• _Work order_:
Please copy every line from the following entries in which the word "ObjectId" appears.

• _Exercise data_:

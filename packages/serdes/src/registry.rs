//! The ordered codec collection consulted at every node.

use std::fmt;
use std::sync::Arc;

use docwire_core::{Path, Value};

use crate::codec::{Codec, PriorityClass};

/// Codecs in registration order, bucketed by priority class.
///
/// Registration order is the only tie-break inside a class. Registering the
/// same rule twice keeps both codecs; both are tried.
#[derive(Clone, Default)]
pub struct CodecRegistry {
    codecs: Vec<Arc<dyn Codec>>,
    // Indices into `codecs`, one list per priority class.
    by_class: [Vec<usize>; 3],
}

impl CodecRegistry {
    pub fn new() -> Self {
        Self::default()
    }

    /// Append a codec.
    pub fn register(&mut self, codec: impl Codec + 'static) {
        self.register_shared(Arc::new(codec));
    }

    /// Append a codec that is shared with other registries.
    pub fn register_shared(&mut self, codec: Arc<dyn Codec>) {
        let slot = class_slot(codec.rule().class());
        self.by_class[slot].push(self.codecs.len());
        self.codecs.push(codec);
    }

    pub fn len(&self) -> usize {
        self.codecs.len()
    }

    pub fn is_empty(&self) -> bool {
        self.codecs.is_empty()
    }

    /// All codecs in registration order.
    pub fn iter(&self) -> impl Iterator<Item = &dyn Codec> {
        self.codecs.iter().map(|c| c.as_ref())
    }

    /// Shared handles to all codecs, in registration order.
    pub fn iter_shared(&self) -> impl Iterator<Item = Arc<dyn Codec>> + '_ {
        self.codecs.iter().cloned()
    }

    /// All codecs in the order the engine tries them: path class, type
    /// class, wildcard class, registration order within each.
    pub fn in_priority_order(&self) -> impl Iterator<Item = &dyn Codec> {
        self.by_class
            .iter()
            .flatten()
            .map(move |&i| self.codecs[i].as_ref())
    }

    /// The codecs whose rule matches `value` at `path`, in priority order.
    ///
    /// During a traversal the engine re-checks type rules against the
    /// current value as it goes, since a `Continue` may change its type.
    pub fn matching<'r>(&'r self, path: &'r Path, value: &'r Value) -> Vec<&'r dyn Codec> {
        self.in_priority_order()
            .filter(|c| c.rule().matches(path, value))
            .collect()
    }
}

fn class_slot(class: PriorityClass) -> usize {
    match class {
        PriorityClass::Path => 0,
        PriorityClass::Type => 1,
        PriorityClass::Wildcard => 2,
    }
}

impl fmt::Debug for CodecRegistry {
    fn fmt(&self, f: &mut fmt::Formatter<'_>) -> fmt::Result {
        f.debug_list()
            .entries(self.codecs.iter().map(|c| c.name().to_string()))
            .finish()
    }
}

impl<C: Codec + 'static> FromIterator<C> for CodecRegistry {
    fn from_iter<I: IntoIterator<Item = C>>(iter: I) -> Self {
        let mut registry = CodecRegistry::new();
        for codec in iter {
            registry.register(codec);
        }
        registry
    }
}

#[cfg(test)]
mod tests {
    use super::*;
    use crate::codec::FnCodec;
    use docwire_core::{path, pattern, ValueKind};

    fn names(codecs: Vec<&dyn Codec>) -> Vec<String> {
        codecs.iter().map(|c| c.name().to_string()).collect()
    }

    #[test]
    fn priority_is_path_then_type_then_wildcard() {
        let registry: CodecRegistry = [
            FnCodec::for_root().named("root"),
            FnCodec::for_kind(ValueKind::Integer).named("int"),
            FnCodec::for_path(pattern!("a")).named("a"),
            FnCodec::for_any().named("any"),
        ]
        .into_iter()
        .collect();

        let value = Value::Integer(1);
        assert_eq!(names(registry.matching(&path!("a"), &value)), ["a", "int", "any"]);
        assert_eq!(
            names(registry.matching(&Path::root(), &value)),
            ["int", "root", "any"]
        );
    }

    #[test]
    fn registration_order_breaks_ties_and_duplicates_are_kept() {
        let registry: CodecRegistry = [
            FnCodec::for_path(pattern!("a")).named("first"),
            FnCodec::for_name("a").named("by-name"),
            FnCodec::for_path(pattern!("a")).named("second"),
        ]
        .into_iter()
        .collect();

        assert_eq!(registry.len(), 3);
        assert_eq!(
            names(registry.matching(&path!("a"), &Value::Null)),
            ["first", "by-name", "second"]
        );
    }

    #[test]
    fn type_rules_follow_the_value() {
        let mut registry = CodecRegistry::new();
        registry.register(FnCodec::for_kind(ValueKind::String).named("str"));

        assert_eq!(names(registry.matching(&path!("x"), &Value::from("s"))), ["str"]);
        assert!(registry.matching(&path!("x"), &Value::Null).is_empty());
    }

    #[test]
    fn iter_keeps_registration_order() {
        let registry: CodecRegistry = [
            FnCodec::for_any().named("w"),
            FnCodec::for_path(pattern!("p")).named("p"),
        ]
        .into_iter()
        .collect();

        let order: Vec<_> = registry.iter().map(|c| c.name().to_string()).collect();
        assert_eq!(order, ["w", "p"]);
        assert_eq!(format!("{:?}", registry), r#"["w", "p"]"#);
    }

    #[test]
    fn shared_codecs_can_live_in_two_registries() {
        let shared: Arc<dyn Codec> = Arc::new(FnCodec::for_root().named("shared"));
        let mut a = CodecRegistry::new();
        let mut b = CodecRegistry::new();
        a.register_shared(Arc::clone(&shared));
        b.register_shared(shared);
        assert_eq!(a.len() + b.len(), 2);
    }
}
//! Default wire encodings for rich scalar values.
//!
//! Each rich scalar travels as a single-key tagged object whose key names the
//! type (`{"$uuid": "..."}`). The payload is always a JSON string, number or
//! array of numbers.

use std::net::IpAddr;
use std::str::FromStr;
use std::sync::Arc;

use chrono::{DateTime, NaiveDate, NaiveTime, SecondsFormat, TimeZone, Utc};
use docwire_core::{
    Blob, CalendarDuration, Map, ObjectId, TypeError, Uuid, Value, ValueKind, Vector,
};
use num_traits::ToPrimitive;
use serde::Deserialize;

/// Errors converting a rich scalar to or from its wire payload.
#[derive(Debug, thiserror::Error)]
pub enum ScalarError {
    #[error("'{tag}' expects {expected}, found {found}")]
    Payload {
        tag: &'static str,
        expected: &'static str,
        found: ValueKind,
    },

    #[error("'{tag}': {message}")]
    Invalid { tag: &'static str, message: String },

    #[error("no wire encoding for {0} values")]
    WrongKind(ValueKind),

    #[error(transparent)]
    Type(#[from] TypeError),
}

/// A rich scalar type with a tagged wire form.
///
/// `from_wire(to_wire(v)) == v` for every value of the type.
pub trait ScalarType: Send + Sync {
    fn kind(&self) -> ValueKind;

    /// The single key of the tagged wire object.
    fn tag(&self) -> &'static str;

    /// The wire payload for `value`.
    fn to_wire(&self, value: &Value) -> Result<Value, ScalarError>;

    /// Decode a wire payload.
    fn from_wire(&self, payload: &Value) -> Result<Value, ScalarError>;
}

/// How vectors are written to the wire. Both forms are accepted on read.
#[derive(Clone, Copy, Debug, Default, PartialEq, Eq, Deserialize)]
#[serde(rename_all = "snake_case")]
pub enum VectorEncoding {
    /// A JSON array of numbers.
    #[default]
    Array,
    /// Base64 of the big-endian `f32` components.
    Binary,
}

fn payload_str<'v>(
    tag: &'static str,
    expected: &'static str,
    payload: &'v Value,
) -> Result<&'v str, ScalarError> {
    payload.as_str().ok_or(ScalarError::Payload {
        tag,
        expected,
        found: payload.kind(),
    })
}

fn invalid(tag: &'static str, message: impl ToString) -> ScalarError {
    ScalarError::Invalid {
        tag,
        message: message.to_string(),
    }
}

macro_rules! text_scalar {
    ($name:ident, $kind:ident, $tag:literal, $expected:literal,
     |$v:ident| $to:expr, |$s:ident| $from:expr) => {
        #[derive(Clone, Copy, Debug, Default)]
        pub struct $name;

        impl ScalarType for $name {
            fn kind(&self) -> ValueKind {
                ValueKind::$kind
            }

            fn tag(&self) -> &'static str {
                $tag
            }

            fn to_wire(&self, value: &Value) -> Result<Value, ScalarError> {
                match value {
                    Value::$kind($v) => Ok(Value::String($to)),
                    other => Err(ScalarError::WrongKind(other.kind())),
                }
            }

            fn from_wire(&self, payload: &Value) -> Result<Value, ScalarError> {
                let $s = payload_str($tag, $expected, payload)?;
                Ok(Value::$kind($from))
            }
        }
    };
}

text_scalar!(UuidType, Uuid, "$uuid", "a UUID string",
    |u| u.hyphenated().to_string(),
    |s| Uuid::parse_str(s).map_err(|e| invalid("$uuid", e))?);

text_scalar!(ObjectIdType, ObjectId, "$objectId", "a hex string",
    |id| id.to_string(),
    |s| ObjectId::parse(s)?);

text_scalar!(DateType, Date, "$localDate", "a YYYY-MM-DD string",
    |d| d.format("%Y-%m-%d").to_string(),
    |s| NaiveDate::parse_from_str(s, "%Y-%m-%d").map_err(|e| invalid("$localDate", e))?);

text_scalar!(TimeType, Time, "$localTime", "an HH:MM:SS string",
    |t| t.format("%H:%M:%S%.f").to_string(),
    |s| NaiveTime::parse_from_str(s, "%H:%M:%S%.f").map_err(|e| invalid("$localTime", e))?);

text_scalar!(DurationType, Duration, "$duration", "a duration string",
    |d| d.to_string(),
    |s| CalendarDuration::parse(s)?);

text_scalar!(InetType, Inet, "$inet", "an IP address string",
    |ip| ip.to_string(),
    |s| IpAddr::from_str(s).map_err(|e| invalid("$inet", e))?);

• _Expected output_:
    Blob, CalendarDuration, Map, ObjectId, TypeError, Uuid, Value, ValueKind, Vector,
text_scalar!(ObjectIdType, ObjectId, "$objectId", "a hex string",
    |s| ObjectId::parse(s)?);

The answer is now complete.